To understand life in East Germany, all you need is this board game

The World
A cover illustration for the Communist-era board game Burokratopoly, which is being re-launched by Berlin's DDR Museum.

Don't pass go. Don't collect $200. Or collect much of anything, really.

That might be the motto of a German board game called Bürokratopoly. But while the game was dreamed up years ago by dissidents in communist East Germany (or the DGR,) Bürokratopoly is finding something of a second life in modern Germany.

Unlike Monopoly, where the goal is to get filthy rich by buying up expensive hotels and railroads, winning at Bürokratopoly requires a different tack. "Money has absolutely no role in this game because money in the GDR didn't play any role," explains Michael Geithner. "What was really important was power, and to gain power. And when you had power, you had political power."

Geithner is the social media manager at the DDR Museum in Berlin, which examines the history of the former East Germany. He says he came across Bürokratopoly when he was researching board games that were popular during the Cold War.

The museum is now re-releasing the game as an educational tool, and Geithner says his email inbox is flooded with requests for copies. Many school teachers hope to use the board game to teach about life in the Eastern bloc during the Cold War, and to "convey history through playing."

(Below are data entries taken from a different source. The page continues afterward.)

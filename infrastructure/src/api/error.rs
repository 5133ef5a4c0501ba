//! Human-readable messages from non-success responses

use reqwest::StatusCode;
use serde_json::Value;

/// Extract a message from an error body, falling back to the status line.
///
/// Recognized shapes, first match wins:
/// - `{"detail": "..."}`
/// - `{"detail": [{"msg": "..."}, ...]}` (validation errors, joined with `; `)
/// - `{"message": "..."}`
/// - `{"error": {"message": "..."}}` or `{"error": "..."}`
pub fn parse_error_message(status: StatusCode, body: &str) -> String {
    serde_json::from_str::<Value>(body)
        .ok()
        .and_then(|value| message_from_value(&value))
        .unwrap_or_else(|| status_fallback(status))
}

fn message_from_value(value: &Value) -> Option<String> {
    if let Some(detail) = value.get("detail") {
        match detail {
            Value::String(s) => return non_empty(s),
            Value::Array(items) => {
                let msgs: Vec<&str> = items
                    .iter()
                    .filter_map(|item| item.get("msg").and_then(Value::as_str))
                    .filter(|msg| !msg.trim().is_empty())
                    .collect();
                if !msgs.is_empty() {
                    return Some(msgs.join("; "));
                }
            }
            _ => {}
        }
    }

    if let Some(message) = value.get("message").and_then(Value::as_str) {
        return non_empty(message);
    }

    match value.get("error") {
        Some(Value::String(s)) => non_empty(s),
        Some(error) => error
            .get("message")
            .and_then(Value::as_str)
            .and_then(non_empty),
        None => None,
    }
}

fn non_empty(s: &str) -> Option<String> {
    let trimmed = s.trim();
    (!trimmed.is_empty()).then(|| trimmed.to_string())
}

fn status_fallback(status: StatusCode) -> String {
    format!(
        "HTTP {}: {}",
        status.as_u16(),
        status.canonical_reason().unwrap_or("Unknown Status")
    )
}
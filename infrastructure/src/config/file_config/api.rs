//! API connection configuration from TOML (`[api]` section)

use crate::api::client::{ApiEndpoint, DEFAULT_API_PREFIX, DEFAULT_BASE_URL, default_user_agent};
use serde::{Deserialize, Serialize};
use std::time::Duration;

/// Raw API configuration from TOML
#[derive(Debug, Clone, PartialEq, Serialize, Deserialize)]
#[serde(default)]
pub struct FileApiConfig {
    /// Base URL of the inference service
    pub base_url: String,
    /// Path prefix of the versioned API
    pub api_prefix: String,
    /// TCP connect timeout in seconds
    pub connect_timeout_secs: u64,
    /// User-Agent header override
    pub user_agent: Option<String>,
}

impl Default for FileApiConfig {
    fn default() -> Self {
        Self {
            base_url: DEFAULT_BASE_URL.to_string(),
            api_prefix: DEFAULT_API_PREFIX.to_string(),
            connect_timeout_secs: 10,
            user_agent: None,
        }
    }
}

impl FileApiConfig {
    pub fn to_endpoint(&self) -> ApiEndpoint {
        ApiEndpoint {
            base_url: self.base_url.clone(),
            api_prefix: self.api_prefix.clone(),
            connect_timeout: Duration::from_secs(self.connect_timeout_secs),
            user_agent: self.user_agent.clone().unwrap_or_else(default_user_agent),
        }
    }
}
//! Wire types for the conversation API

use chrono::{DateTime, NaiveDateTime, Utc};
use codeassist_application::ChatRequest;
use codeassist_domain::{Message, MessageId, Role};
use serde::{Deserialize, Serialize};

/// Body of `POST /conversations/{id}/messages`.
#[derive(Debug, Serialize)]
pub struct SendMessageBody<'a> {
    pub message: &'a str,
    #[serde(skip_serializing_if = "Option::is_none")]
    pub model_name: Option<&'a str>,
    pub stream: bool,
    #[serde(skip_serializing_if = "Option::is_none")]
    pub temperature: Option<f32>,
    #[serde(skip_serializing_if = "Option::is_none")]
    pub max_tokens: Option<u32>,
}

impl<'a> From<&'a ChatRequest> for SendMessageBody<'a> {
    fn from(request: &'a ChatRequest) -> Self {
        Self {
            message: &request.message,
            model_name: request.options.model_name.as_deref(),
            stream: true,
            temperature: request.options.temperature,
            max_tokens: request.options.max_tokens,
        }
    }
}

/// Response of `GET /conversations/{id}`.
#[derive(Debug, Deserialize)]
pub struct ConversationDetail {
    pub id: String,
    #[serde(default)]
    pub title: Option<String>,
    #[serde(default)]
    pub messages: Vec<MessageDto>,
    #[serde(default)]
    pub model_name: Option<String>,
}

#[derive(Debug, Deserialize)]
pub struct MessageDto {
    pub id: String,
    pub role: String,
    pub content: String,
    #[serde(default)]
    pub timestamp: Option<String>,
    #[serde(default)]
    pub tokens: Option<u32>,
}

impl MessageDto {
    /// Convert to a domain message. Unknown roles yield `None`.
    pub fn into_message(self) -> Option<Message> {
        let role = match self.role.as_str() {
            "user" => Role::User,
            "assistant" => Role::Assistant,
            "system" => Role::System,
            _ => return None,
        };
        let created_at = self
            .timestamp
            .as_deref()
            .and_then(parse_timestamp)
            .unwrap_or_else(Utc::now);

        Some(Message {
            id: MessageId::new(self.id),
            role,
            content: self.content,
            created_at,
        })
    }
}

/// Accepts RFC 3339 as well as naive ISO-8601 (taken as UTC).
fn parse_timestamp(raw: &str) -> Option<DateTime<Utc>> {
    if let Ok(dt) = DateTime::parse_from_rfc3339(raw) {
        return Some(dt.with_timezone(&Utc));
    }
    NaiveDateTime::parse_from_str(raw, "%Y-%m-%dT%H:%M:%S%.f")
        .ok()
        .map(|naive| naive.and_utc())
}
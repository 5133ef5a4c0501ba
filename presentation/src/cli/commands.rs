//! CLI command definitions

use clap::Parser;
use std::path::PathBuf;

/// CLI arguments for codeassist-chat
#[derive(Parser, Debug)]
#[command(name = "codeassist-chat")]
#[command(author, version, about = "Stream chat replies from a local code assistant")]
#[command(long_about = r#"
codeassist-chat sends a message to a conversation on a code assistant
server and prints the reply as it streams in.

Without MESSAGE, an interactive session starts: each line you type is sent
to the conversation. Press Ctrl-C to stop a reply mid-stream.

Configuration files are loaded from (in priority order):
1. CODEASSIST_* environment variables (e.g. CODEASSIST_API__BASE_URL)
2. --config <path>          Explicit config file
3. ./codeassist.toml        Project-level config
4. ~/.config/codeassist-chat/config.toml   Global config

Example:
  codeassist-chat 3f2a9c "Explain this borrow checker error"
  codeassist-chat 3f2a9c --model phi-3.5-mini --temperature 0.2
"#)]
pub struct Cli {
    /// Conversation to send to
    #[arg(required_unless_present = "show_config")]
    pub conversation_id: Option<String>,

    /// Message to send (omit for interactive mode)
    pub message: Option<String>,

    /// Model to answer with (server default if unset)
    #[arg(short, long, value_name = "MODEL")]
    pub model: Option<String>,

    /// Sampling temperature (0.0 - 2.0)
    #[arg(short, long, value_name = "TEMP")]
    pub temperature: Option<f32>,

    /// Upper bound on generated tokens (1 - 4096)
    #[arg(long, value_name = "N")]
    pub max_tokens: Option<u32>,

    /// Server base URL, e.g. http://localhost:8080
    #[arg(long, value_name = "URL")]
    pub base_url: Option<String>,

    /// Keep the locally streamed reply instead of re-fetching the conversation
    #[arg(long)]
    pub no_refresh: bool,

    /// Verbosity level (-v = info, -vv = debug, -vvv = trace)
    #[arg(short, long, action = clap::ArgAction::Count)]
    pub verbose: u8,

    /// Print only the reply text
    #[arg(short, long)]
    pub quiet: bool,

    /// Path to configuration file
    #[arg(long, value_name = "PATH")]
    pub config: Option<PathBuf>,

    /// Disable loading of configuration files
    #[arg(long)]
    pub no_config: bool,

    /// Show configuration file locations and exit
    #[arg(long)]
    pub show_config: bool,
}
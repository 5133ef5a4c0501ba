//! Stream session domain.
//!
//! - [`entities::StreamSession`] : the state of one in-flight send
//! - [`entities::SessionStatus`] : Sending → Streaming → Completed | Errored

pub mod entities;
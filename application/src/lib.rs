//! Application layer for codeassist-chat
//!
//! This crate contains the stream session controller, the token stream that
//! turns raw response bytes into tokens, and the port definitions adapters
//! implement. It depends only on the domain layer.

pub mod ports;
pub mod stream;
pub mod use_cases;

// Re-export commonly used types
pub use ports::{
    chat_gateway::{ByteStream, ChatGateway, ChatRequest},
    conversation_logger::{ConversationEvent, ConversationLogger, NoConversationLogger},
    progress::{NoProgress, StreamProgressNotifier},
    refresher::{NoRefresh, RefreshError, TranscriptRefresher},
    transcript_store::TranscriptStore,
};
pub use stream::TokenStream;
pub use use_cases::send_message::{
    RejectReason, SendMessageError, SendMessageInput, SendMessageOutput, SendMessageUseCase,
};
pub use use_cases::session_registry::{SessionClaim, SessionRegistry};
//! Command-line interface definitions

pub mod commands;
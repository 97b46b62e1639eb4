//! taglint Balance
//!
//! The structural checks behind `taglint`: tag nesting balance
//! ([`check_lines`] / [`check_source`]) and delimiter balance
//! ([`check_braces`]). Both are pure single-pass functions of their input
//! with no process-wide state; they never touch the filesystem.
//!
//! # Example
//!
//! ```
//! use taglint_balance::{check_source, BalanceError};
//!
//! assert!(check_source("<ul><li>one</li></ul>").is_ok());
//!
//! let err = check_source("</div>").unwrap_err();
//! assert_eq!(
//!     err,
//!     BalanceError::UnexpectedClosing { name: "div".into(), line: 1 }
//! );
//! ```

pub mod braces;
pub mod checker;

pub use braces::{check_braces, BraceIssue, OpenDelimiter};
pub use checker::{check_lines, check_source};

/// The first tag-structure violation found in a scan.
///
/// The checker short-circuits: one scan surfaces at most one error, and
/// later problems in the same input stay undiscovered until the input is
/// fixed and re-checked.
#[derive(Debug, Clone, PartialEq, thiserror::Error)]
pub enum BalanceError {
    /// A closing tag appeared with no open ancestor at all.
    #[error("Unexpected closing tag </{name}> at line {line}")]
    UnexpectedClosing { name: String, line: usize },

    /// A closing tag appeared while the innermost open tag has a
    /// different name.
    #[error("Mismatched closing tag. Expected </{expected}> but found </{found}> at line {line}")]
    MismatchedClosing {
        expected: String,
        found: String,
        line: usize,
    },

    /// Input ran out with tags still open. `open` is the nesting stack in
    /// push order: outermost first, innermost last.
    #[error("Unclosed tags at EOF: {open:?}")]
    UnclosedAtEof { open: Vec<String> },
}
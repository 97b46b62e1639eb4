//! taglint Patch
//!
//! Line-range edits on text files: replace an inclusive range, insert
//! before a line, move a block after another line. All positions are
//! 1-based, the way an editor (and the checker's diagnostics) number
//! lines.
//!
//! The splicing itself is pure: [`splice_lines`], [`insert_lines`] and
//! [`move_lines`] work on a `Vec<String>` and never touch a file. The
//! file-level operations are thin read/modify/write wrappers on top.
//! Every operation validates its positions against the actual line
//! count first, so a bad range fails with [`PatchError`] before
//! anything is written.
//!
//! Files are split on `'\n'` and rejoined with `'\n'`: a trailing
//! newline shows up as a final empty entry and survives the round-trip,
//! and CRLF data passes through untouched.

use std::fs;
use std::io;
use std::path::{Path, PathBuf};

/// A 1-based inclusive line range.
#[derive(Debug, Clone, Copy, PartialEq, Eq)]
pub struct LineRange {
    pub start: usize,
    pub end: usize,
}

impl LineRange {
    pub fn new(start: usize, end: usize) -> Self {
        Self { start, end }
    }

    /// Number of lines covered. Only meaningful for a validated range.
    pub fn len(&self) -> usize {
        self.end - self.start + 1
    }

    pub fn is_empty(&self) -> bool {
        self.end < self.start
    }

    fn validate(&self, line_count: usize) -> Result<(), PatchError> {
        if self.start == 0 || self.end < self.start || self.end > line_count {
            return Err(PatchError::InvalidRange {
                start: self.start,
                end: self.end,
                line_count,
            });
        }
        Ok(())
    }

    fn contains(&self, line: usize) -> bool {
        line >= self.start && line <= self.end
    }
}

/// Patching error: bad positions, or I/O on the underlying file.
#[derive(Debug, thiserror::Error)]
pub enum PatchError {
    #[error("failed to read {}: {source}", .path.display())]
    Read { path: PathBuf, source: io::Error },

    #[error("failed to write {}: {source}", .path.display())]
    Write { path: PathBuf, source: io::Error },

    #[error("line range {start}..={end} is out of bounds for a {line_count}-line file")]
    InvalidRange {
        start: usize,
        end: usize,
        line_count: usize,
    },

    #[error("insert position {line} is out of bounds for a {line_count}-line file")]
    InvalidInsert { line: usize, line_count: usize },

    #[error(
        "move target line {after} must lie outside lines {start}..={end} \
         and within the file ({line_count} lines)"
    )]
    InvalidMoveTarget {
        after: usize,
        start: usize,
        end: usize,
        line_count: usize,
    },
}

/// Replace `range` with `replacement` in place. An empty replacement
/// deletes the range.
pub fn splice_lines(
    lines: &mut Vec<String>,
    range: LineRange,
    replacement: &[String],
) -> Result<(), PatchError> {
    range.validate(lines.len())?;
    lines.splice(range.start - 1..=range.end - 1, replacement.iter().cloned());
    Ok(())
}

/// Insert `inserted` so its first line becomes line `line`. Valid
/// positions run from 1 to one past the last line (append).
pub fn insert_lines(
    lines: &mut Vec<String>,
    line: usize,
    inserted: &[String],
) -> Result<(), PatchError> {
    if line == 0 || line > lines.len() + 1 {
        return Err(PatchError::InvalidInsert {
            line,
            line_count: lines.len(),
        });
    }
    lines.splice(line - 1..line - 1, inserted.iter().cloned());
    Ok(())
}

/// Move the block `range` so it sits immediately after line `after`
/// (numbered before the move). `after == 0` moves the block to the top;
/// `after` may not fall inside the range being moved.
pub fn move_lines(
    lines: &mut Vec<String>,
    range: LineRange,
    after: usize,
) -> Result<(), PatchError> {
    range.validate(lines.len())?;
    if after > lines.len() || range.contains(after) {
        return Err(PatchError::InvalidMoveTarget {
            after,
            start: range.start,
            end: range.end,
            line_count: lines.len(),
        });
    }

    let block: Vec<String> = lines
        .splice(range.start - 1..=range.end - 1, std::iter::empty())
        .collect();
    let at = if after < range.start {
        after
    } else {
        after - range.len()
    };
    lines.splice(at..at, block);
    Ok(())
}

/// Replace lines `range.start..=range.end` of the file with `replacement`.
pub fn replace_range(
    path: &Path,
    range: LineRange,
    replacement: &[String],
) -> Result<(), PatchError> {
    let mut lines = read_lines(path)?;
    splice_lines(&mut lines, range, replacement)?;
    write_lines(path, &lines)
}

/// Insert `inserted` into the file so its first line becomes line `line`.
pub fn insert_at(path: &Path, line: usize, inserted: &[String]) -> Result<(), PatchError> {
    let mut lines = read_lines(path)?;
    insert_lines(&mut lines, line, inserted)?;
    write_lines(path, &lines)
}

/// Move the file's lines `range.start..=range.end` to after line `after`.
pub fn move_range(path: &Path, range: LineRange, after: usize) -> Result<(), PatchError> {
    let mut lines = read_lines(path)?;
    move_lines(&mut lines, range, after)?;
    write_lines(path, &lines)
}

fn read_lines(path: &Path) -> Result<Vec<String>, PatchError> {
    let content = fs::read_to_string(path).map_err(|source| PatchError::Read {
        path: path.to_path_buf(),
        source,
    })?;
    Ok(content.split('\n').map(str::to_string).collect())
}

fn write_lines(path: &Path, lines: &[String]) -> Result<(), PatchError> {
    fs::write(path, lines.join("\n")).map_err(|source| PatchError::Write {
        path: path.to_path_buf(),
        source,
    })
}
use crate::{Context, Result};
use std::fmt::Debug;
use std::time::Duration;

/// SigningCredential is the trait used by signer as the signing credential.
pub trait SigningCredential: Clone + Debug + Send + Sync + Unpin + 'static {
    /// Check if the credential is valid.
    fn is_valid(&self) -> bool;
}

impl<T: SigningCredential> SigningCredential for Option<T> {
    fn is_valid(&self) -> bool {
        let Some(cred) = self else {
            return false;
        };

        cred.is_valid()
    }
}

/// ProvideCredential is the trait used by signer to load the credential from the environment.
///
/// Static keys, environment variables and external identity providers all
/// sit behind this trait.
#[async_trait::async_trait]
pub trait ProvideCredential: Debug + Send + Sync + Unpin + 'static {
    /// Credential returned by this loader.
    type Credential: Send + Sync + Unpin + 'static;

    /// Load signing credential from current env.
    async fn provide_credential(&self, ctx: &Context) -> Result<Option<Self::Credential>>;
}

/// SignRequest is the trait used by signer to sign the request.
#[async_trait::async_trait]
pub trait SignRequest: Debug + Send + Sync + Unpin + 'static {
    /// Credential used by this builder.
    type Credential: Send + Sync + Unpin + 'static;

    /// Body accepted alongside the request head.
    type Body: Send + 'static;

    /// Body handed back after signing.
    ///
    /// It may wrap the input, for example to frame it into signed chunks
    /// while it is being sent.
    type SignedBody: Send + 'static;

    /// Sign the request in place and return the body to transmit.
    ///
    /// ## Credential
    ///
    /// `None` means no credential could be loaded. Implementations should
    /// leave the request untouched in that case.
    ///
    /// ## Expires In
    ///
    /// The `expires_in` parameter specifies the expiration time for the result.
    /// If the signer does not support expiration, it should return an error.
    async fn sign_request(
        &self,
        ctx: &Context,
        req: &mut http::request::Parts,
        body: Self::Body,
        credential: Option<&Self::Credential>,
        expires_in: Option<Duration>,
    ) -> Result<Self::SignedBody>;
}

To play the game, Geithner says, players start at the lowest level, as a simple worker. "As the game goes on, you gain power," he says. "You might become the head of a department, later become a general in the army or a minister or get into the Politburo. And when you finally gain the position of the General Secretary, you win the game."

Along the way, you master the arts of totalitarian survival — conformity, rigged elections, denunciations of rivals — to rise through the party and state bureaucracy while avoiding jail or arrest by the Stasi secret police.

That dark take on success in East Germany went down predictably poorly with the Stasi. According to the museum's website, a photocopy of Bürokratopoly was discovered in the secret police files of its creator, Martin Boettger, which were released after German reunification in 1990.

"The so-called board game Bürokratopoly is a dice game with hostile and negative character which in an ironic way portrays alleged ways to gain and lose political power in the GDR," investigators wrote. The game, they concluded, "shows contempt for social conditions."

"The man who made the game was in the political opposition, and he had to struggle with a lot of serious things," Geithner says. "He was also — and still is — a very playful person, so of course his view on the state, on the political system is very critical, very ironic."

But even so, Boettger still allowed Bürokratopoly fans to embrace their dark side. "What you can do is become a Stasi officer, and by doing so gain power and influence in the game," Geither says. "So it's about switching roles. … In other words, you have to play a little unfair, but you have to do it in order to win the game."